Fluid… Give your favorite webapps a home on your Mac OS X Desktop.
Are you a Gmail, Facebook, Campfire or Insert_Your_Favorite_Webapp_Here fanatic? Do you have 20 or more browser tabs open at all times? Are you tired of some random site crashing your browser and causing you to loose your (say) Google Docs data in another tab?
If so, Site Specific Browsers (SSBs) provide a great solution for your webapp woes. Using Fluid, you can create SSBs to run each of your favorite webapps as a separate desktop application. Fluid gives any webapp a home on your Mac OS X desktop including Dock icon, menu bar, and logical separation from your other web browsing activity.
How does it work? Fluid itself is a very small application. When launched, Fluid displays a small window where you specify the URL of a webapp you’d like to run in a Site Specific Browser. Then provide a name, click ‘Create’ and you’ll be prompted to launch the new native Mac app you’ve just created.
Use Fluid to run YouTube, GTalk, Flickr, Basecamp, Delicious, .Mac webmail, or any other webapp as a separate desktop application.
Anytime you click a link to another site in an SSB, the link is opened in your system default web browser, keeping your SSB dedicated to the original site you’ve specified.
What’s new:
Version 0.9.2.1:
• NOTE: See the Fluid Blog for an advisory on this update regarding missing SSB custom icons.
• FluidInstance.app: Changeable SSB Application Icons (look in General Preferences).
• FluidInstance.app: Single Window Browsing Mode (General Preferences). Actually this is more correctly called “TargetedLinksCreateTabs” and means that any website which attempts to spawn a new browser window will create a new tab in the current window instead. The user may still create new windows with cmd-N.
• FluidInstance.app: True Full Screen Browsing Mode. cmd-opt-F. (Window menu -> Toggle Full Screen Mode)
• FluidInstance.app: Change to Embedded SSBs.

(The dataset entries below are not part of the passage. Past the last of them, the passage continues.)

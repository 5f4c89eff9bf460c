use crate::cli::Args;
use crate::files::FileAtlases;
use manual_core::{
    grain_tile, Framebuffer, LoopConfig, PlaceholderAtlases, RenderLoop, SceneSet, Silent,
};
use std::path::Path;

/// Build the engine the arguments describe, run it for the requested number
/// of frames and return the last one.
pub fn shoot(args: &Args) -> anyhow::Result<Framebuffer> {
    let viewport = args.viewport();
    let mut atlases = FileAtlases {
        runner_sheet: args.runner_sheet.clone(),
        frame_width: args.frame_width,
        frame_height: args.frame_height,
        frames: args.frames,
        water: args.water.clone(),
        fallback: PlaceholderAtlases::new(args.seed),
    };
    let scenes = SceneSet::build(&mut atlases, viewport);
    let mut engine = RenderLoop::new(scenes, grain_tile(args.seed), LoopConfig::default());
    engine.set_pixel_ratio(viewport.pixel_ratio);
    engine.select_scene(args.scene)?;

    for note in args.out_of_range() {
        log::warn!("{}, clamping", note);
    }
    let exposure = engine.exposure_mut();
    exposure.set_target_shutter(args.shutter);
    exposure.set_target_aperture(args.aperture);
    exposure.set_target_iso(args.iso);
    if !args.ease {
        exposure.settle();
    }

    let mut fb = Framebuffer::new(viewport.width as u32, viewport.height as u32);
    let frames = args.frame_count();
    let dt = args.frame_dt();
    log::info!(
        "shooting {} for {} frames at {:.4}s",
        args.scene,
        frames,
        dt
    );
    for i in 0..frames {
        if args.flash && i + 1 == frames {
            engine.fire_shutter(&Silent);
        }
        if let Some(stats) = engine.tick(dt, &mut fb) {
            if !stats.scene_rendered {
                log::warn!("frame {} drew no scene", i);
            }
        }
    }
    let e = engine.exposure();
    log::info!(
        "exposure {:.3} (shutter {}, {}, {})",
        e.compute_exposure(),
        manual_core::format_shutter(e.shutter_seconds()),
        manual_core::format_aperture(e.aperture()),
        manual_core::format_iso(e.iso())
    );
    Ok(fb)
}

pub fn save_png(fb: &Framebuffer, path: &Path) -> anyhow::Result<()> {
    let bm = fb.bitmap();
    image::save_buffer(
        path,
        bm.as_bytes(),
        bm.width(),
        bm.height(),
        image::ColorType::Rgba8,
    )?;
    Ok(())
}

Now they can be made to obey your “Spaces Behavior” preference (appear in all or not). This is cool cuz you can set a different Embedded SSB in each Space for a different background in each. Unfortunately, this means that by default Embedded SSBs don’t work with Expose quite the way I have demonstrated. However, you can reclaim that Expose behavior by changing the Spaces Behavior setting to “Windows Appear in All Spaces”
• FluidInstance.app: FIX: Fix for the missing MenuExtra icon if there’s no favicon or custom icon (Defaults to DotMac-style blue globe).
• FluidInstance.app: FIX: Session Restore works in MenuExtra and Embedded SSBs again (broken in 0.9.2 release).
• FluidInstance.app: FIX: Fixed issue where sometimes the Plug-in Preference Panes would not appear in the Preferences Window.
• FluidInstance.app: FIX: Fixed issue where you couldn’t drag a browser window by the chrome at the bottom (status bar chrome).
• FluidInstance.app: FIX: Added resizer graphic in the corner of Embedded SSB windows - helps you realize that you can resize Embedded SSBs if you like.
• FluidInstance.app: FIX: Block PopUp Windows is on by default.
• FluidInstance.app: FIX: Accept Cookies “Only from sites you naviagate to” is on by default (rather than “Always”).
• FluidInstance.app Plugin-API: FIX: Support for dragging splitview plugins all the way out to fill the entire browser window (they render properly now after the window is resized).
• Thumbnail Plug-in: Significantly improved load time/UI response time performance.
• Thumbnail Plug-in: When refreshing the current page to reload the thumbnails, the selected index is preserved.
• Thumbnail Plug-in: Adding built-in URL Pattern for Microsoft’s live.com search engine.